[Entries shown Boundary: Start]

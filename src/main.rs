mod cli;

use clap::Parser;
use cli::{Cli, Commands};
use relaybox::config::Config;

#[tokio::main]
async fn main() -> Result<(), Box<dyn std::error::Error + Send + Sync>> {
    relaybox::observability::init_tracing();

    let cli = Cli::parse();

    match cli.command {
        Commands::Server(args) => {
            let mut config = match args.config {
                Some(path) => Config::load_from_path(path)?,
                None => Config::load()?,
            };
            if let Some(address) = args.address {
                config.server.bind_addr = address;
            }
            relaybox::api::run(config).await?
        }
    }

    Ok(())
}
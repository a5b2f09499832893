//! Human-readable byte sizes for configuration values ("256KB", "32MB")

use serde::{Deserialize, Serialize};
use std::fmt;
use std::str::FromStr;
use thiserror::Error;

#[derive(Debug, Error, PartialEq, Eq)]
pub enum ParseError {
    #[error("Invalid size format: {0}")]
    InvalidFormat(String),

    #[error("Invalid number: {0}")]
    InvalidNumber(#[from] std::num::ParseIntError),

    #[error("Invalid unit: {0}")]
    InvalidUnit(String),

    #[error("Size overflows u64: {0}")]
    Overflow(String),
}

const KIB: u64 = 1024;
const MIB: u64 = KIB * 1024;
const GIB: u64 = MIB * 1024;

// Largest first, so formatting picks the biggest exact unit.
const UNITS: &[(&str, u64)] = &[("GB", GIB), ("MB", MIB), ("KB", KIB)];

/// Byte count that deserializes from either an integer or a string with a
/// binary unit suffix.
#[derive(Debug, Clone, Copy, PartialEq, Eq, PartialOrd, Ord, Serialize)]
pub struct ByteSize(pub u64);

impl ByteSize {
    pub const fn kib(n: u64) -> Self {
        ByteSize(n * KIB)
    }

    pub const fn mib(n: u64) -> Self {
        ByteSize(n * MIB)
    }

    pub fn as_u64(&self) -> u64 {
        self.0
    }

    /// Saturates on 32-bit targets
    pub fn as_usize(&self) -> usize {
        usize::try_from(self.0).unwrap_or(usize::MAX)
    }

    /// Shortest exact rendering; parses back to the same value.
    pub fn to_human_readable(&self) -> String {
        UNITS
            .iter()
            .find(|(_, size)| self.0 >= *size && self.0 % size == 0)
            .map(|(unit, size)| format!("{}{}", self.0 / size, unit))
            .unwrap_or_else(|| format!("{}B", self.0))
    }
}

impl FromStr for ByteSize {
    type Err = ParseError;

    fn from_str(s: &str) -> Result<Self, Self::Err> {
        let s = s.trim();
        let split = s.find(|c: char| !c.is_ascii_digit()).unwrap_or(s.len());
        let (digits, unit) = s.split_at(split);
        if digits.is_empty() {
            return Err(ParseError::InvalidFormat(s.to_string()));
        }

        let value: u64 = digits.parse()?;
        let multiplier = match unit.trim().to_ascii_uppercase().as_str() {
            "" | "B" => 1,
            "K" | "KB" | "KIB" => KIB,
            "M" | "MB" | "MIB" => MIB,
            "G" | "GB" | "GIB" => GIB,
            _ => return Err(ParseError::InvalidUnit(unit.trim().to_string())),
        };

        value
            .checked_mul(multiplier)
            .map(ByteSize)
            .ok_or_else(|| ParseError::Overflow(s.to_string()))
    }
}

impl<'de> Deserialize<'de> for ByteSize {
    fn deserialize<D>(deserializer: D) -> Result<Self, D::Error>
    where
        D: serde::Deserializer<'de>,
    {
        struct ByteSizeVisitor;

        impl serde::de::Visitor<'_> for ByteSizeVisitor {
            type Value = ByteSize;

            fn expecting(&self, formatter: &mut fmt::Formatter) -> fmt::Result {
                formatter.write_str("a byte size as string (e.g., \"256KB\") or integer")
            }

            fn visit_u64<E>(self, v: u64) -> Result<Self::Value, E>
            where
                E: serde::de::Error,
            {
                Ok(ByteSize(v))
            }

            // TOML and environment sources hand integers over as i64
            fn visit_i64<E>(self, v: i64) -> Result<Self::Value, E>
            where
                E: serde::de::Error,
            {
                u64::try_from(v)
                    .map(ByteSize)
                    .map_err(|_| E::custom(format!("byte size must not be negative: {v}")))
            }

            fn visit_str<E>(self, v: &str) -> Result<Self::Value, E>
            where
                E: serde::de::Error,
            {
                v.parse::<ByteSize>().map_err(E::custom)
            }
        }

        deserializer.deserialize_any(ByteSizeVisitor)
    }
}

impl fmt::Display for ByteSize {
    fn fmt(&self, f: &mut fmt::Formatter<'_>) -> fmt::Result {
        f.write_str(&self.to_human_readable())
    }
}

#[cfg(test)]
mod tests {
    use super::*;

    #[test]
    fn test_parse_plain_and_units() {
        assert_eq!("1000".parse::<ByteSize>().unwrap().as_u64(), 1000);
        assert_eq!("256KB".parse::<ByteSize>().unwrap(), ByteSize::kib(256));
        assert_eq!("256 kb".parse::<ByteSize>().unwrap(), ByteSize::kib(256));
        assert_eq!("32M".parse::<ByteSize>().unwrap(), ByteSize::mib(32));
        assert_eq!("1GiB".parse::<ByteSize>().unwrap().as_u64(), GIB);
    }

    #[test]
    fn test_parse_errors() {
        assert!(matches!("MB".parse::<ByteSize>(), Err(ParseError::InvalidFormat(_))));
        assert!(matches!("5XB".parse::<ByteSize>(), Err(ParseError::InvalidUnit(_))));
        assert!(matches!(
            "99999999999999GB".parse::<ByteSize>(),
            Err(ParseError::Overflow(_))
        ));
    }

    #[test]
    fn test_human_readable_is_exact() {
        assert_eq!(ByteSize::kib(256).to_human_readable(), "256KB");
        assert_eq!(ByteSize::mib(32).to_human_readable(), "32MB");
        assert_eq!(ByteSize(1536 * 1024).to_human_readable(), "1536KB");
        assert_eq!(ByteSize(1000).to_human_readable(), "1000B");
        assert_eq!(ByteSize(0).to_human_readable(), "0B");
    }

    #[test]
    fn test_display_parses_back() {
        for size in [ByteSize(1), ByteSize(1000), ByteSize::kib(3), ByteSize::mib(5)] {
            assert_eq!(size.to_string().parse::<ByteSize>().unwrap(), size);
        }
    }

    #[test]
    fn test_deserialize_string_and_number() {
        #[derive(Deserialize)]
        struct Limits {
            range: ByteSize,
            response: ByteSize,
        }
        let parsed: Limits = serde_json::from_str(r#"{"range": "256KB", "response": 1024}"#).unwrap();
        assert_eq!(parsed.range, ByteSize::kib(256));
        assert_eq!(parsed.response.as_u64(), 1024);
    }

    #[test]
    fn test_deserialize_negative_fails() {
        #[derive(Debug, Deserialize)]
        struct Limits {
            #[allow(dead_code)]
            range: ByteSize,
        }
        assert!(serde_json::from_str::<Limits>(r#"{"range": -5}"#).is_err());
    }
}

[Entries shown Boundary: End]

* **Brief**: The data above needs retyping. Reproduce each line exactly.

* **Written solution**:
filename src/main.rs
mod cli;

use clap::Parser;
use cli::{Cli, Commands};
use relaybox::config::Config;

#[tokio::main]
async fn main() -> Result<(), Box<dyn std::error::Error + Send + Sync>> {
    relaybox::observability::init_tracing();

    let cli = Cli::parse();

    match cli.command {
        Commands::Server(args) => {
            let mut config = match args.config {
                Some(path) => Config::load_from_path(path)?,
                None => Config::load()?,
            };
            if let Some(address) = args.address {
                config.server.bind_addr = address;
            }
            relaybox::api::run(config).await?
        }
    }

    Ok(())
}
repository a5b2f09499832893
//! Human-readable byte sizes for configuration values ("256KB", "32MB")

use serde::{Deserialize, Serialize};
use std::fmt;
use std::str::FromStr;
use thiserror::Error;

#[derive(Debug, Error, PartialEq, Eq)]
pub enum ParseError {
    #[error("Invalid size format: {0}")]
    InvalidFormat(String),

    #[error("Invalid number: {0}")]
    InvalidNumber(#[from] std::num::ParseIntError),

    #[error("Invalid unit: {0}")]
    InvalidUnit(String),

    #[error("Size overflows u64: {0}")]
    Overflow(String),
}

const KIB: u64 = 1024;
const MIB: u64 = KIB * 1024;
const GIB: u64 = MIB * 1024;

// Largest first, so formatting picks the biggest exact unit.
const UNITS: &[(&str, u64)] = &[("GB", GIB), ("MB", MIB), ("KB", KIB)];

/// Byte count that deserializes from either an integer or a string with a
/// binary unit suffix.
#[derive(Debug, Clone, Copy, PartialEq, Eq, PartialOrd, Ord, Serialize)]
pub struct ByteSize(pub u64);

impl ByteSize {
    pub const fn kib(n: u64) -> Self {
        ByteSize(n * KIB)
    }

    pub const fn mib(n: u64) -> Self {
        ByteSize(n * MIB)
    }

    pub fn as_u64(&self) -> u64 {
        self.0
    }

    /// Saturates on 32-bit targets
    pub fn as_usize(&self) -> usize {
        usize::try_from(self.0).unwrap_or(usize::MAX)
    }

    /// Shortest exact rendering; parses back to the same value.
    pub fn to_human_readable(&self) -> String {
        UNITS
            .iter()
            .find(|(_, size)| self.0 >= *size && self.0 % size == 0)
            .map(|(unit, size)| format!("{}{}", self.0 / size, unit))
            .unwrap_or_else(|| format!("{}B", self.0))
    }
}

impl FromStr for ByteSize {
    type Err = ParseError;

    fn from_str(s: &str) -> Result<Self, Self::Err> {
        let s = s.trim();
        let split = s.find(|c: char| !c.is_ascii_digit()).unwrap_or(s.len());
        let (digits, unit) = s.split_at(split);
        if digits.is_empty() {
            return Err(ParseError::InvalidFormat(s.to_string()));
        }

        let value: u64 = digits.parse()?;
        let multiplier = match unit.trim().to_ascii_uppercase().as_str() {
            "" | "B" => 1,
            "K" | "KB" | "KIB" => KIB,
            "M" | "MB" | "MIB" => MIB,
            "G" | "GB" | "GIB" => GIB,
            _ => return Err(ParseError::InvalidUnit(unit.trim().to_string())),
        };

        value
            .checked_mul(multiplier)
            .map(ByteSize)
            .ok_or_else(|| ParseError::Overflow(s.to_string()))
    }
}

impl<'de> Deserialize<'de> for ByteSize {
    fn deserialize<D>(deserializer: D) -> Result<Self, D::Error>
    where
        D: serde::Deserializer<'de>,
    {
        struct ByteSizeVisitor;

        impl serde::de::Visitor<'_> for ByteSizeVisitor {
            type Value = ByteSize;

            fn expecting(&self, formatter: &mut fmt::Formatter) -> fmt::Result {
                formatter.write_str("a byte size as string (e.g., \"256KB\") or integer")
            }

            fn visit_u64<E>(self, v: u64) -> Result<Self::Value, E>
            where
                E: serde::de::Error,
            {
                Ok(ByteSize(v))
            }

            // TOML and environment sources hand integers over as i64
            fn visit_i64<E>(self, v: i64) -> Result<Self::Value, E>
            where
                E: serde::de::Error,
            {
                u64::try_from(v)
                    .map(ByteSize)
                    .map_err(|_| E::custom(format!("byte size must not be negative: {v}")))
            }

            fn visit_str<E>(self, v: &str) -> Result<Self::Value, E>
            where
                E: serde::de::Error,
            {
                v.parse::<ByteSize>().map_err(E::custom)
            }
        }

        deserializer.deserialize_any(ByteSizeVisitor)
    }
}

impl fmt::Display for ByteSize {
    fn fmt(&self, f: &mut fmt::Formatter<'_>) -> fmt::Result {
        f.write_str(&self.to_human_readable())
    }
}

#[cfg(test)]
mod tests {
    use super::*;

    #[test]
    fn test_parse_plain_and_units() {
        assert_eq!("1000".parse::<ByteSize>().unwrap().as_u64(), 1000);
        assert_eq!("256KB".parse::<ByteSize>().unwrap(), ByteSize::kib(256));
        assert_eq!("256 kb".parse::<ByteSize>().unwrap(), ByteSize::kib(256));
        assert_eq!("32M".parse::<ByteSize>().unwrap(), ByteSize::mib(32));
        assert_eq!("1GiB".parse::<ByteSize>().unwrap().as_u64(), GIB);
    }

    #[test]
    fn test_parse_errors() {
        assert!(matches!("MB".parse::<ByteSize>(), Err(ParseError::InvalidFormat(_))));
        assert!(matches!("5XB".parse::<ByteSize>(), Err(ParseError::InvalidUnit(_))));
        assert!(matches!(
            "99999999999999GB".parse::<ByteSize>(),
            Err(ParseError::Overflow(_))
        ));
    }

    #[test]
    fn test_human_readable_is_exact() {
        assert_eq!(ByteSize::kib(256).to_human_readable(), "256KB");
        assert_eq!(ByteSize::mib(32).to_human_readable(), "32MB");
        assert_eq!(ByteSize(1536 * 1024).to_human_readable(), "1536KB");
        assert_eq!(ByteSize(1000).to_human_readable(), "1000B");
        assert_eq!(ByteSize(0).to_human_readable(), "0B");
    }

    #[test]
    fn test_display_parses_back() {
        for size in [ByteSize(1), ByteSize(1000), ByteSize::kib(3), ByteSize::mib(5)] {
            assert_eq!(size.to_string().parse::<ByteSize>().unwrap(), size);
        }
    }

    #[test]
    fn test_deserialize_string_and_number() {
        #[derive(Deserialize)]
        struct Limits {
            range: ByteSize,
            response: ByteSize,
        }
        let parsed: Limits = serde_json::from_str(r#"{"range": "256KB", "response": 1024}"#).unwrap();
        assert_eq!(parsed.range, ByteSize::kib(256));
        assert_eq!(parsed.response.as_u64(), 1024);
    }

    #[test]
    fn test_deserialize_negative_fails() {
        #[derive(Debug, Deserialize)]
        struct Limits {
            #[allow(dead_code)]
            range: ByteSize,
        }
        assert!(serde_json::from_str::<Limits>(r#"{"range": -5}"#).is_err());
    }
}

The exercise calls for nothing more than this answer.